From St Peter’s to St Petersburg: Adelaide teenager’s dance dream begins
Imogen Walters and Perth dancer Jasmine Henry (not pictured) have been selected into the Vaganova Academy. (ABC News: Sarah Hancock)
An Adelaide teenager is one of two Australians to be accepted into one of the world’s most prestigious ballet schools in St Petersburg, Russia this year.
- Adelaide teenager Imogen Walters has been accepted into the Vaganova Academy
- The school is one of the best in the world
- Alumni include Anna Pavlova and Mikhail Baryshnikov
Teenager Imogen Walters — a student of St Peter’s Collegiate Girls’ School — auditioned for the Vaganova Academy of Russian Ballet earlier this year but did not expect to get in.
“Thousands and thousands try to get into the Vaganova Ballet, it’s the most selective school and the very best school,” Imogen said.
“So out of the thousands who audition they only take a select few.

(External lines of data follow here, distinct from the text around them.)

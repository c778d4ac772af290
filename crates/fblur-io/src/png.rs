//! PNG format support.
//!
//! Reading accepts 8 and 16 bit gray, gray+alpha, RGB and RGBA, plus
//! palette and low bit depth images (expanded by the decoder). Alpha is
//! dropped, gray is replicated to RGB and 16 bit samples keep their high
//! byte. Writing produces 8 bit RGB with an sRGB chunk.
//!
//! # Example
//!
//! ```rust,ignore
//! use fblur_io::png::{read, write};
//!
//! let image = read("input.png")?;
//! write("output.png", &image)?;
//! ```

use crate::{IoError, IoResult};
use fblur_core::RgbImage;
use std::fs::File;
use std::io::{BufReader, BufWriter};
use std::path::Path;

/// Reads a PNG file as 8-bit RGB.
pub fn read<P: AsRef<Path>>(path: P) -> IoResult<RgbImage> {
    let file = File::open(path.as_ref())?;
    let mut decoder = png::Decoder::new(BufReader::new(file));
    decoder.set_transformations(png::Transformations::EXPAND);
    let mut reader = decoder
        .read_info()
        .map_err(|e: png::DecodingError| IoError::DecodeError(e.to_string()))?;

    let buf_size = reader
        .output_buffer_size()
        .ok_or_else(|| IoError::DecodeError("cannot determine output buffer size".into()))?;
    let mut buf = vec![0u8; buf_size];
    let info = reader
        .next_frame(&mut buf)
        .map_err(|e: png::DecodingError| IoError::DecodeError(e.to_string()))?;
    let raw = &buf[..info.buffer_size()];

    let bytes_per_sample = match info.bit_depth {
        png::BitDepth::Eight => 1,
        png::BitDepth::Sixteen => 2,
        depth => {
            return Err(IoError::UnsupportedBitDepth(format!(
                "{:?} {:?}",
                info.color_type, depth
            )))
        }
    };
    let samples_per_pixel = match info.color_type {
        png::ColorType::Grayscale => 1,
        png::ColorType::GrayscaleAlpha => 2,
        png::ColorType::Rgb => 3,
        png::ColorType::Rgba => 4,
        color_type => {
            return Err(IoError::UnsupportedBitDepth(format!(
                "{:?} {:?}",
                color_type, info.bit_depth
            )))
        }
    };

    // 16-bit samples are big-endian: the first byte is the high byte.
    let stride = samples_per_pixel * bytes_per_sample;
    let sample = |px: &[u8], i: usize| px[i * bytes_per_sample];
    let rgb: Vec<u8> = raw
        .chunks_exact(stride)
        .flat_map(|px| {
            if samples_per_pixel < 3 {
                let g = sample(px, 0);
                [g, g, g]
            } else {
                [sample(px, 0), sample(px, 1), sample(px, 2)]
            }
        })
        .collect();

    Ok(RgbImage::from_raw(info.width, info.height, rgb)?)
}

/// Writes an image as 8-bit RGB PNG.
pub fn write<P: AsRef<Path>>(path: P, image: &RgbImage) -> IoResult<()> {
    let file = File::create(path.as_ref())?;
    let writer = BufWriter::new(file);

    let mut encoder = png::Encoder::new(writer, image.width(), image.height());
    encoder.set_color(png::ColorType::Rgb);
    encoder.set_depth(png::BitDepth::Eight);
    encoder.set_compression(png::Compression::default());
    encoder.set_source_srgb(png::SrgbRenderingIntent::Perceptual);

    let mut png_writer = encoder
        .write_header()
        .map_err(|e| IoError::EncodeError(e.to_string()))?;
    png_writer
        .write_image_data(image.as_raw())
        .map_err(|e| IoError::EncodeError(e.to_string()))?;

    Ok(())
}
//! CLI command implementations

pub mod blur;
pub mod interactive;
pub mod sweep;

use anyhow::{Context, Result};
use fblur_core::RgbImage;
use fblur_io::WriteOptions;
use fblur_ops::{BorderPolicy, EngineConfig, KernelSpec, PipelineConfig, PlanEffort};
use std::path::Path;
use tracing::warn;

/// Flags shared by every command.
#[derive(Debug, Clone, Copy)]
pub struct GlobalOpts {
    pub threads: usize,
    pub effort: PlanEffort,
    pub quality: u8,
}

impl GlobalOpts {
    pub fn engine(&self) -> EngineConfig {
        EngineConfig {
            threads: self.threads,
            effort: self.effort,
        }
    }

    pub fn write_options(&self) -> WriteOptions {
        WriteOptions {
            quality: self.quality,
        }
    }
}

/// Load image from path
pub fn load_image(path: &Path) -> Result<RgbImage> {
    fblur_io::read(path).with_context(|| format!("Failed to load: {}", path.display()))
}

/// Save image to path
pub fn save_image(path: &Path, image: &RgbImage, opts: &GlobalOpts) -> Result<()> {
    fblur_io::write_with_options(path, image, &opts.write_options())
        .with_context(|| format!("Failed to save: {}", path.display()))
}

/// Pipeline options for `spec`, with an optional `--border` override
/// (0 disables padding).
pub fn pipeline_config(spec: &KernelSpec, border: Option<usize>, opts: &GlobalOpts) -> PipelineConfig {
    let config = PipelineConfig::for_kernel(spec).with_engine(opts.engine());
    match border {
        Some(0) => config.with_border(BorderPolicy::None),
        Some(size) => config.with_border(BorderPolicy::Reflect { size }),
        None => config,
    }
}

/// Warns when a Gaussian is wider than the canvas can hold.
///
/// The kernel is not renormalized; on a canvas narrower than about six
/// sigma its tails wrap around onto the opposite edge.
pub fn warn_if_truncated(spec: &KernelSpec, canvas: (usize, usize)) {
    if let KernelSpec::Gaussian { sigma } = spec {
        let sigma = *sigma;
        let needed = (6.0 * sigma).ceil() as usize;
        let side = canvas.0.min(canvas.1);
        if side < needed {
            warn!(
                sigma,
                canvas_width = canvas.0,
                canvas_height = canvas.1,
                "canvas narrower than 6 sigma, kernel tails wrap around"
            );
        }
    }
}

#[cfg(test)]
mod tests {
    use super::*;
    use fblur_ops::WeightTable;

    fn opts() -> GlobalOpts {
        GlobalOpts {
            threads: 3,
            effort: PlanEffort::Estimate,
            quality: 90,
        }
    }

    #[test]
    fn test_pipeline_config_border_override() {
        let gaussian = KernelSpec::gaussian(4.0).unwrap();
        assert_eq!(
            pipeline_config(&gaussian, None, &opts()).border,
            BorderPolicy::default()
        );
        assert_eq!(
            pipeline_config(&gaussian, Some(0), &opts()).border,
            BorderPolicy::None
        );

        let table = KernelSpec::fixed(WeightTable::binomial(3).unwrap());
        let config = pipeline_config(&table, Some(8), &opts());
        assert_eq!(config.border, BorderPolicy::Reflect { size: 8 });
        assert_eq!(config.engine.threads, 3);
        assert_eq!(config.engine.effort, PlanEffort::Estimate);
    }
}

“For me, from little old Adelaide to get in, I was completely shocked, I was just over the moon and I was so excited, I couldn’t sleep.”
Established in 1738, the Vaganova Academy has produced some of the world’s most famous dancers and choreographers, including Anna Pavlova, Vaslav Nijinsky, Rudolf Nureyev and Mikhail Baryshnikov.
Imogen was inspired to audition for the 280-year-old ballet school as she followed in the footsteps of her Adelaide ballet teacher Valentina Pavlova, who also studied at the academy and is a former principal dancer of The Kremlin Ballet in Russia.
“It was my dream and it was Imogen’s dream and finally the dream came true,” Ms Pavlova said.
“I am so happy and I am so proud of her.”
Dedication to practice and learning Russian
Imogen trains at Ms Pavlova’s western suburbs ballet studio, making sure to warm up properly for cold Adelaide winter mornings.
But the cold weather in southern Australia is nothing compared to the sub-zero temperatures of winter in Moscow, where Imogen has spent periods of time living and training since she was 14 years old.
And the warm up isn’t the only thing Imogen has to concentrate on.
Ms Pavlova teaches her adage speaking only in Russian, a language Imogen is now fluent in.
She said it was a hard transition when she attended the Bolshoi Ballet Academy in Moscow in 2016 as she spoke only English.
“It was very daunting at first, pretty much the only thing I knew how to say was ‘I don’t speak Russian’,” she said.
When Imogen moves to Russia for a second time this September, she will be able to understand and speak Russian confidently to her ballet teachers and fellow dance students.
She said the other difficult part of the move was being be separated from her parents, younger sister and friends.
Imogen’s mother Benita Walters said while it was difficult at times, she wanted to support her daughter’s dream of becoming a ballerina.
“To watch her fly off at night on the plane all the way to the other side of the world, it is quite daunting, but you have to be positive at the same time and believe in Imogen’s dream,” Ms Walters said.
“If she gets sick or run down and she calls you, all you can do is talk on the phone, you can’t be there to comfort her or give her love or a kiss, so that part makes me feel a bit guilty as a parent.”
The 17-year-old will also endure of gruelling schedule of dancing six days a week while at the Vaganova Academy. In the evenings and on her on day off she will spend her time completing Year 10 online.
Many high school students don’t know what they want to do when they finish high school, but Imogen has a clear goal in mind, wanting to one day dance for the Mariinsky Ballet or the Bolshoi Ballet, both in Russia.
“I love dance so much I am willing to sacrifice anything,” she said.